Figure 5. Time course of cAMP levels in comparison to VASP phosphorylation. The fold change in cAMP levels, shown on the left y-axis, upon treatment with 50 nM isoproterenol and 1 uM sphingosine-1-phosphate is plotted over time (pink line). On the right y-axis, the fold change in VASP Ser239 phosphorylation with the same treatment is plotted over time (blue line).

Methods

• RAW 264.7 cells were treated with 8-Br-cAMP, 8-Br-cGMP, calyculin A, PKA inhibitor H89, PKG inhibitor KT5823, isoproterenol and/or sphingosine-1-phosphate.

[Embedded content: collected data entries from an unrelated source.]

pub mod subscribe;

pub use subscribe::{Listener, ListenerList, Unsubscribe};
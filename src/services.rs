//! Wiring of the loader and the enabled services from a list of modules.

use std::sync::{Arc, LazyLock};

use crate::auth::{AuthError, AuthSession};
use crate::bootstrap::{BootstrapResult, SdkInitParams, SdkLoader};
use crate::bridge::{BridgeError, BridgeGateway, EntryPointError, RetryPolicy};
use crate::host::{self, EntryPoints};
use crate::logger::Logger;
use crate::store::DocumentStore;

static LOGGER: LazyLock<Logger> = LazyLock::new(|| Logger::new("@firebase-bridge/services"));

#[derive(Debug, Clone, PartialEq, Eq)]
pub enum ServicesError {
    /// Another live auth session or document store already owns its entry point.
    AlreadyRegistered(EntryPointError),
    Auth(AuthError),
    /// The entry points could not be installed on the host object.
    Install(BridgeError),
}

impl std::fmt::Display for ServicesError {
    fn fmt(&self, f: &mut std::fmt::Formatter<'_>) -> std::fmt::Result {
        match self {
            ServicesError::AlreadyRegistered(err) => write!(f, "{err}"),
            ServicesError::Auth(err) => write!(f, "{err}"),
            ServicesError::Install(err) => write!(f, "{err}"),
        }
    }
}

impl std::error::Error for ServicesError {}

impl From<AuthError> for ServicesError {
    fn from(err: AuthError) -> Self {
        match err {
            AuthError::AlreadyRegistered(err) => ServicesError::AlreadyRegistered(err),
            other => ServicesError::Auth(other),
        }
    }
}

impl From<EntryPointError> for ServicesError {
    fn from(err: EntryPointError) -> Self {
        ServicesError::AlreadyRegistered(err)
    }
}

/// The loader plus whichever services the init parameters enable.
#[derive(Debug, Clone)]
pub struct FirebaseServices {
    pub loader: Arc<SdkLoader>,
    pub auth: Option<Arc<AuthSession>>,
    pub store: Option<Arc<DocumentStore>>,
}

impl FirebaseServices {
    /// Services talking to the page's script context, registered on the global entry
    /// points, which are installed as well.
    #[cfg(all(target_arch = "wasm32", feature = "wasm-web"))]
    pub fn web(params: SdkInitParams) -> Result<Self, ServicesError> {
        host::install().map_err(ServicesError::Install)?;
        Self::builder(BridgeGateway::web(), params).build()
    }

    pub fn builder(gateway: BridgeGateway, params: SdkInitParams) -> FirebaseServicesBuilder {
        FirebaseServicesBuilder {
            gateway,
            params,
            policy: RetryPolicy::default(),
            entry_points: None,
            loader: None,
        }
    }

    /// Runs the bootstrap sequence now instead of on first use.
    pub async fn ensure_loaded(&self) -> BootstrapResult<()> {
        self.loader.ensure_loaded().await
    }
}

pub struct FirebaseServicesBuilder {
    gateway: BridgeGateway,
    params: SdkInitParams,
    policy: RetryPolicy,
    entry_points: Option<Arc<EntryPoints>>,
    loader: Option<SdkLoader>,
}

impl FirebaseServicesBuilder {
    pub fn retry_policy(mut self, policy: RetryPolicy) -> Self {
        self.policy = policy;
        self
    }

    pub fn entry_points(mut self, entry_points: Arc<EntryPoints>) -> Self {
        self.entry_points = Some(entry_points);
        self
    }

    /// Replaces the default loader, for example to change its config source.
    ///
    /// The loader's own init parameters are the ones sent to the script side, so
    /// they also decide which services are built. A mismatch with the builder's
    /// parameters is logged.
    pub fn loader(mut self, loader: SdkLoader) -> Self {
        self.loader = Some(loader);
        self
    }

    pub fn build(self) -> Result<FirebaseServices, ServicesError> {
        let entry_points = self.entry_points.unwrap_or_else(host::entry_points);
        let loader = Arc::new(match self.loader {
            Some(loader) => {
                if loader.params() != &self.params {
                    LOGGER.warn(format!(
                        "Loader init parameters differ from the builder's, using the loader's ({})",
                        loader.params().firebase_project_id
                    ));
                }
                loader
            }
            None => {
                SdkLoader::new(self.gateway.clone(), self.params).with_retry_policy(self.policy)
            }
        });
        let use_auth = loader.params().use_auth_module;
        let use_store = loader.params().use_store_module;

        let auth = if use_auth {
            Some(
                AuthSession::builder(self.gateway.clone(), loader.clone())
                    .retry_policy(self.policy)
                    .entry_points(entry_points.clone())
                    .build()?,
            )
        } else {
            None
        };

        let store = if use_store {
            Some(DocumentStore::with_entry_points(
                self.gateway,
                loader.clone(),
                entry_points,
            )?)
        } else {
            None
        };

        Ok(FirebaseServices {
            loader,
            auth,
            store,
        })
    }
}
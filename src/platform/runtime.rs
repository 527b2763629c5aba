use std::future::Future;
use std::time::Duration;

/// Runs `future` in the background without waiting for it.
///
/// Outside a tokio runtime the task goes to a private current-thread runtime, which
/// only makes progress while it is driven.
#[cfg(not(target_arch = "wasm32"))]
pub fn spawn_detached<F>(future: F)
where
    F: Future<Output = ()> + Send + 'static,
{
    use std::sync::LazyLock;
    use tokio::runtime::{Builder, Handle, Runtime};

    static BACKGROUND_RUNTIME: LazyLock<Option<Runtime>> =
        LazyLock::new(|| Builder::new_current_thread().enable_all().build().ok());

    if let Ok(handle) = Handle::try_current() {
        handle.spawn(future);
    } else if let Some(runtime) = BACKGROUND_RUNTIME.as_ref() {
        runtime.spawn(future);
    }
}

#[cfg(all(target_arch = "wasm32", feature = "wasm-web"))]
pub fn spawn_detached<F>(future: F)
where
    F: Future<Output = ()> + 'static,
{
    wasm_bindgen_futures::spawn_local(future);
}

/// Without `wasm-web` there is no browser executor; the task is dropped unrun.
#[cfg(all(target_arch = "wasm32", not(feature = "wasm-web")))]
pub fn spawn_detached<F>(future: F)
where
    F: Future<Output = ()> + 'static,
{
    drop(future);
}

/// Pause between retry attempts: a browser timer on wasm32, the tokio timer elsewhere.
/// A zero duration does not yield.
pub async fn sleep(duration: Duration) {
    if !duration.is_zero() {
        timer(duration).await;
    }
}

#[cfg(target_arch = "wasm32")]
async fn timer(duration: Duration) {
    gloo_timers::future::sleep(duration).await;
}

#[cfg(not(target_arch = "wasm32"))]
async fn timer(duration: Duration) {
    tokio::time::sleep(duration).await;
}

• PKA substrates were enriched by immunoprecipitation using a phospho-PKA substrates antibody (Cell Signaling Technology).

• A portion of the enriched proteins were separated on SDS gels and stained with Colloidal Blue. Individual bands were excised and proteins digested with trypsin.

• Alternatively, the enriched proteins were digested with trypsin and the phosphopeptides were further enriched using IMAC.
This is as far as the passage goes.